The ACCC has authorised joint marketing arrangements for gas between Central Petroleum (ASX: CTP) and Macquarie Mereenie, a subsidiary of Macquarie Group Limited (ASX: MQG), for three years.
The two companies are authorised to market gas produced from the Mereenie field under contracts with common terms and conditions, including price.
“Joint marketing allows further conventional gas in the Mereenie field to be developed sooner than it otherwise would. This will mean more gas is available for customers in the Northern Territory and Mount Isa regions,” ACCC Chairman Rod Sims said.
The Northern Gas Pipeline will link Tennant Creek in the Northern Territory with Mount Isa in Queensland in late 2018, which means that gas from the Mereenie field could become available to customers at or beyond Mount Isa.
“Separate marketing of gas generally results in more competitive outcomes. However, Central and Macquarie are likely to face competition from current and potential rival suppliers of natural gas when supplying commercial and industrial customers in the region,” Mr Sims said.
“This competition will likely prevent any attempts by Central and Macquarie to offer their gas at higher prices or on less flexible terms.”

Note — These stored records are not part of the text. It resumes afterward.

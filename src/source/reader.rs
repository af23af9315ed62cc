//! MOCREO CSV reader
//!
//! Reads the `Timestamp` and `Temperature(Fahrenheit)` columns of an
//! export. Any bad row fails the whole file.

use chrono::NaiveDateTime;
use csv::{ReaderBuilder, StringRecord, Trim};
use std::fs::File;
use std::io::Read;
use std::path::Path;

use crate::consts::{TEMPERATURE_COLUMN, TIMESTAMP_COLUMN, TIMESTAMP_FORMAT};
use crate::core::Reading;
use crate::error::ParseFailure;

/// Positions of the required columns in the header row
#[derive(Debug, Clone, Copy)]
struct Columns {
    timestamp: usize,
    temperature: usize,
}

impl Columns {
    fn resolve(headers: &StringRecord) -> Result<Self, ParseFailure> {
        let find = |name: &'static str| {
            headers
                .iter()
                .position(|h| h.trim() == name)
                .ok_or(ParseFailure::MissingColumn { column: name })
        };
        Ok(Columns {
            timestamp: find(TIMESTAMP_COLUMN)?,
            temperature: find(TEMPERATURE_COLUMN)?,
        })
    }
}

pub(crate) fn parse_timestamp(value: &str) -> Option<NaiveDateTime> {
    NaiveDateTime::parse_from_str(value.trim(), TIMESTAMP_FORMAT).ok()
}

fn parse_temperature(value: &str) -> Option<f64> {
    value.trim().parse::<f64>().ok().filter(|t| t.is_finite())
}

/// Read all readings from a CSV file on disk
pub(crate) fn read_readings(path: &Path) -> Result<Vec<Reading>, ParseFailure> {
    let file = File::open(path).map_err(|source| ParseFailure::Io {
        path: path.to_path_buf(),
        source,
    })?;
    parse_readings(file)
}

/// Parse readings from any CSV source. Extra columns are ignored, but every
/// row must have as many fields as the header.
pub(crate) fn parse_readings<R: Read>(input: R) -> Result<Vec<Reading>, ParseFailure> {
    let mut reader = ReaderBuilder::new()
        .has_headers(true)
        .trim(Trim::All)
        .from_reader(input);

    let columns = Columns::resolve(reader.headers()?)?;

    let mut readings = Vec::new();
    for (index, record) in reader.records().enumerate() {
        let record = record?;
        let row = index as u64 + 1;

        let raw_ts = record.get(columns.timestamp).unwrap_or_default();
        let timestamp = parse_timestamp(raw_ts).ok_or_else(|| ParseFailure::InvalidTimestamp {
            row,
            value: raw_ts.to_string(),
        })?;

        let raw_temp = record.get(columns.temperature).unwrap_or_default();
        let temperature =
            parse_temperature(raw_temp).ok_or_else(|| ParseFailure::InvalidTemperature {
                row,
                value: raw_temp.to_string(),
            })?;

        readings.push(Reading {
            timestamp,
            temperature,
        });
    }

    Ok(readings)
}

#[cfg(test)]
mod tests {
    use super::*;
    use chrono::NaiveDate;

    fn parse(csv: &str) -> Result<Vec<Reading>, ParseFailure> {
        parse_readings(csv.as_bytes())
    }

    #[test]
    fn parses_twelve_hour_timestamps() {
        let readings = parse(
            "Timestamp,Temperature(Fahrenheit)\n\
             01/01/2024 08:00:00 AM,70.0\n\
             01/01/2024 06:00:00 PM,74\n",
        )
        .unwrap();
        assert_eq!(readings.len(), 2);
        let day = NaiveDate::from_ymd_opt(2024, 1, 1).unwrap();
        assert_eq!(readings[0].timestamp, day.and_hms_opt(8, 0, 0).unwrap());
        assert_eq!(readings[1].timestamp, day.and_hms_opt(18, 0, 0).unwrap());
        assert_eq!(readings[1].temperature, 74.0);
    }

    #[test]
    fn midnight_and_noon() {
        assert_eq!(
            parse_timestamp("03/10/2024 12:15:00 AM").unwrap().time(),
            chrono::NaiveTime::from_hms_opt(0, 15, 0).unwrap()
        );
        assert_eq!(
            parse_timestamp("03/10/2024 12:15:00 PM").unwrap().time(),
            chrono::NaiveTime::from_hms_opt(12, 15, 0).unwrap()
        );
    }

    #[test]
    fn padding_is_optional() {
        let ts = parse_timestamp("3/5/2024 7:05:09 PM").unwrap();
        assert_eq!(
            ts,
            NaiveDate::from_ymd_opt(2024, 3, 5)
                .unwrap()
                .and_hms_opt(19, 5, 9)
                .unwrap()
        );
    }

    #[test]
    fn extra_columns_are_ignored() {
        let readings = parse(
            "Timestamp,Humidity(%),Temperature(Fahrenheit),Battery\n\
             01/02/2024 01:00:00 PM,40,68.5,99\n",
        )
        .unwrap();
        assert_eq!(readings.len(), 1);
        assert_eq!(readings[0].temperature, 68.5);
    }

    #[test]
    fn missing_temperature_column_fails() {
        let err = parse("Timestamp,Humidity(%)\n01/01/2024 08:00:00 AM,40\n").unwrap_err();
        assert!(matches!(
            err,
            ParseFailure::MissingColumn {
                column: "Temperature(Fahrenheit)"
            }
        ));
    }

    #[test]
    fn missing_timestamp_column_fails() {
        let err = parse("Time,Temperature(Fahrenheit)\n01/01/2024 08:00:00 AM,70\n").unwrap_err();
        assert!(matches!(err, ParseFailure::MissingColumn { column: "Timestamp" }));
    }

    #[test]
    fn bad_timestamp_fails_whole_file() {
        let err = parse(
            "Timestamp,Temperature(Fahrenheit)\n\
             01/01/2024 08:00:00 AM,70.0\n\
             2024-01-01 18:00:00,74.0\n",
        )
        .unwrap_err();
        match err {
            ParseFailure::InvalidTimestamp { row, value } => {
                assert_eq!(row, 2);
                assert_eq!(value, "2024-01-01 18:00:00");
            }
            other => panic!("unexpected error: {other}"),
        }
    }

    #[test]
    fn non_numeric_temperature_fails() {
        let err = parse("Timestamp,Temperature(Fahrenheit)\n01/01/2024 08:00:00 AM,warm\n")
            .unwrap_err();
        assert!(matches!(err, ParseFailure::InvalidTemperature { row: 1, .. }));
    }

    #[test]
    fn empty_temperature_cell_fails() {
        let err =
            parse("Timestamp,Temperature(Fahrenheit)\n01/01/2024 08:00:00 AM,\n").unwrap_err();
        assert!(matches!(err, ParseFailure::InvalidTemperature { .. }));
    }

    #[test]
    fn ragged_row_fails_whole_file() {
        let err = parse(
            "Timestamp,Temperature(Fahrenheit)\n\
             01/01/2024 08:00:00 AM,70.0\n\
             01/01/2024 09:00:00 AM,71.0,junk,more\n",
        )
        .unwrap_err();
        match err {
            ParseFailure::Csv(e) => {
                assert!(matches!(e.kind(), csv::ErrorKind::UnequalLengths { .. }))
            }
            other => panic!("unexpected error: {other}"),
        }
    }

    #[test]
    fn short_row_fails_whole_file() {
        let err =
            parse("Timestamp,Temperature(Fahrenheit)\n01/01/2024 08:00:00 AM\n").unwrap_err();
        assert!(matches!(err, ParseFailure::Csv(_)));
    }

    #[test]
    fn header_only_yields_no_readings() {
        assert!(parse("Timestamp,Temperature(Fahrenheit)\n").unwrap().is_empty());
    }

    #[test]
    fn missing_file_is_io_failure() {
        let err = read_readings(Path::new("/definitely/not/here.csv")).unwrap_err();
        assert!(matches!(err, ParseFailure::Io { .. }));
    }
}
//! Result board - the ordered collection of displayed result panels
//!
//! The shell owns the board; the pipeline never touches it. Every
//! operation consumes the board and hands back the updated one.

use std::path::PathBuf;

use crate::core::{DailyAverage, SensorMetadata};

pub(crate) const COLLAPSED_HEIGHT: usize = 3;
pub(crate) const EXPANDED_HEIGHT: usize = 5;

#[derive(Debug, Clone, PartialEq)]
pub(crate) enum PanelTitle {
    Sensor(SensorMetadata),
    /// File name did not follow the naming convention
    File(String),
}

#[derive(Debug, Clone)]
pub(crate) struct ResultPanel {
    pub(crate) id: usize,
    pub(crate) source: PathBuf,
    pub(crate) title: PanelTitle,
    pub(crate) averages: Vec<DailyAverage>,
}

impl ResultPanel {
    pub(crate) fn sensor(&self) -> Option<&str> {
        match &self.title {
            PanelTitle::Sensor(meta) => Some(&meta.sensor),
            PanelTitle::File(_) => None,
        }
    }
}

#[derive(Debug, Clone, Default)]
pub(crate) struct ResultBoard {
    panels: Vec<ResultPanel>,
    next_id: usize,
    expanded: bool,
}

impl ResultBoard {
    pub(crate) fn new() -> Self {
        Self::default()
    }

    pub(crate) fn panels(&self) -> &[ResultPanel] {
        &self.panels
    }

    pub(crate) fn len(&self) -> usize {
        self.panels.len()
    }

    pub(crate) fn is_empty(&self) -> bool {
        self.panels.is_empty()
    }

    pub(crate) fn is_expanded(&self) -> bool {
        self.expanded
    }

    /// Lines of text each panel shows at once
    pub(crate) fn panel_height(&self) -> usize {
        if self.expanded {
            EXPANDED_HEIGHT
        } else {
            COLLAPSED_HEIGHT
        }
    }

    /// Append a panel; ids are never reused within one board
    pub(crate) fn add(
        mut self,
        source: PathBuf,
        title: PanelTitle,
        averages: Vec<DailyAverage>,
    ) -> Self {
        let id = self.next_id;
        self.next_id += 1;
        self.panels.push(ResultPanel {
            id,
            source,
            title,
            averages,
        });
        self
    }

    pub(crate) fn remove(mut self, id: usize) -> Self {
        self.panels.retain(|p| p.id != id);
        self
    }

    /// Dismiss every panel for the given sensor token
    pub(crate) fn remove_sensor(self, sensor: &str) -> Self {
        let ids: Vec<usize> = self
            .panels
            .iter()
            .filter(|p| p.sensor() == Some(sensor))
            .map(|p| p.id)
            .collect();
        ids.into_iter().fold(self, |board, id| board.remove(id))
    }

    #[cfg(test)]
    pub(crate) fn clear(mut self) -> Self {
        self.panels.clear();
        self
    }

    pub(crate) fn toggle_expansion(mut self) -> Self {
        self.expanded = !self.expanded;
        self
    }
}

The final determination is available at: Central and Macquarie Mereenie
Notes to editors
Central and Macquarie are joint venture partners at the Mereenie oil and gas field in the Northern Territory, 250km west of Alice Springs. The companies applied for authorisation from the ACCC because without it, the joint marketing would likely breach competition laws.
The ACCC granted interim authorisation to the companies on 2 March 2018.
Authorisation provides statutory protection from court action for conduct that might otherwise raise concerns under the competition provisions of the Competition and Consumer Act 2010. Broadly, the ACCC may grant an authorisation when it is satisfied that the public benefit from the conduct outweighs any public detriment.
Central Petroleum Limited is the operator of the Mereenie field and a 50% participant in the Mereenie joint venture. Macquarie Mereenie Pty Ltd, ultimately owned by Macquarie Group Limited (ASX: MQG), is also a 50% participant in the Mereenie joint venture.
Joint marketing will only apply to Mereenie field gas and will not apply to gas produced from other fields owned or operated by the companies.
During a period of joint marketing, Central and Macquarie intend to develop new reserves at Mereenie, estimated at between 110-185 petajoules (PJ). One PJ is enough gas to supply the residential needs of Warrnambool, Wollongong or Penrith, or one large industrial user for a full year.
In its ASX announcement on 12 March 2018, Central Petroleum stated that the Mereenie joint venture had decided to proceed with drilling a new well at the Mereenie field and an immediate $12 million upgrade of the processing plant. The upgrade is aimed at increasing its capacity from its present 25 terajoules (TJ)/day or 9PJ per annum (of which 15TJ/day is sold as gas into the NT market with the balance re-injected) to a new capacity of 63TJ/day (of which 58TJ/day will be sold as gas without adversely affecting current crude oil production).